Será que algum dia nossas papilas percorrerão a tela do computador ou do telefone móvel, ou de algum aparelho que ainda não foi inventado, e sentiremos o sabor dos alimentos? Será que as imagens exalarão odores? Será que as tatearemos e sentiremos o relevo? Será que os olhos se saciarão nessa irrealidade e os ouvidos nas imitações, por exemplo, de chuva? Estarão nossos sentidos fadados à artificialidade? Mesmo que isso ocorra, a tecnologia jamais produzirá verdades verdadeiras, tampouco destronará a essência.
Por exemplo: não faz muito tempo disseram que o livro impresso seria extinto, que seria substituído pelas leituras digitais. Não foi e jamais será; pois, se por um lado há quem prefira a tecnologia, por outro há quem – independente da faixa etária – jamais descartará o prazer de folhear e sentir cheiro de livros. Os ambientalistas – com toda razão – são contrários à derrubada de árvores para qualquer fim. No caso de árvores para a produção de papel, a solução está no reflorestamento antecipado, contínuo e multiplicado.
Vivemos na era da modernidade desenfreada sem considerar as fragilidades da tecnologia. Em 1859, por exemplo, tempestades solares provocaram a incomunicabilidade mundial por queimarem redes telegráficas. O fenômeno ficou conhecido como Carrington Event. Atualmente, há previsões de que, em breve, a internet será colapsada por tempestades solares similares àquelas do século XIX. Dessa forma, pode-se dizer que a tecnologia é um todo, mas não é tudo.
Imaginemos… Na Rua do Tanque morava uma família de leitores: o pai devoto de jornal impresso, a mãe, a filha e o filho adeptos da internet. Dias depois do vendaval que arrancou a rede de transmissão de energia elétrica da cidade, o sol castigou severamente a Terra, fazendo com que a rede mundial de computadores hibernasse. Desde então, o pai passou a realizar leituras à mesa da sala de jantar iluminada por velas.
Na primeira noite, mãe, filha e filho, todos com cara de “não mexe comigo senão eu mordo”, não se sentaram à mesa. Porém, dias depois, foram contagiados pelo semblante paterno.
— Pai, eu quero ler um livro – Implorou a filha.
— Vá à biblioteca e escolha. Sabe onde fica a biblioteca, não sabe?
— A municipal?
— Não.

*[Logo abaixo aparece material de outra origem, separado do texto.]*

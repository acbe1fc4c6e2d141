//! Per-deployment glyph table used by the dense renderer.
//!
//! Table glyphs mark notable species and species on the important-species
//! allow-list. Other labels stay bare even when tabulated.

use std::collections::BTreeMap;

use crate::config::GlyphConfig;

#[derive(Debug, Clone, PartialEq, Eq)]
pub struct GlyphTable {
    pub restricted: String,
    pub notable_fallback: String,
    by_label: BTreeMap<String, String>,
}

impl GlyphTable {
    pub fn new(
        restricted: impl Into<String>,
        notable_fallback: impl Into<String>,
        by_label: BTreeMap<String, String>,
    ) -> Self {
        Self {
            restricted: restricted.into(),
            notable_fallback: notable_fallback.into(),
            by_label,
        }
    }

    /// Glyphs for a species label: the table entry on an exact match when the
    /// species is notable or `listed`, the fallback for an untabulated
    /// notable species, nothing otherwise.
    pub fn for_label(&self, label: &str, notable: bool, listed: bool) -> &str {
        match self.by_label.get(label) {
            Some(glyphs) if notable || listed => glyphs,
            Some(_) => "",
            None if notable => &self.notable_fallback,
            None => "",
        }
    }
}

impl From<&GlyphConfig> for GlyphTable {
    fn from(cfg: &GlyphConfig) -> Self {
        Self::new(&cfg.restricted, &cfg.notable_fallback, cfg.species.clone())
    }
}

impl Default for GlyphTable {
    fn default() -> Self {
        Self::from(&GlyphConfig::default())
    }
}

A nossa biblioteca.
— Nós temos uma biblioteca? – Os filhos indagaram surpresos.
Decepcionado, o pai disse:
— Fica ao lado do quarto de vocês.
— Venham comigo – Ordenou a mãe.
A partir de então, a biblioteca passou a ser habitada e, todas as noites, o pai, após concluir a leitura da Tribuna do Norte, advertia:
— Não se esqueçam de apagar a vela.
Estes atribuem àqueles um atraso comportamental. De que valerá a tecnologia? Será que os escravos tecnológicos se tornarão analfabetos funcionais? Apague a vela.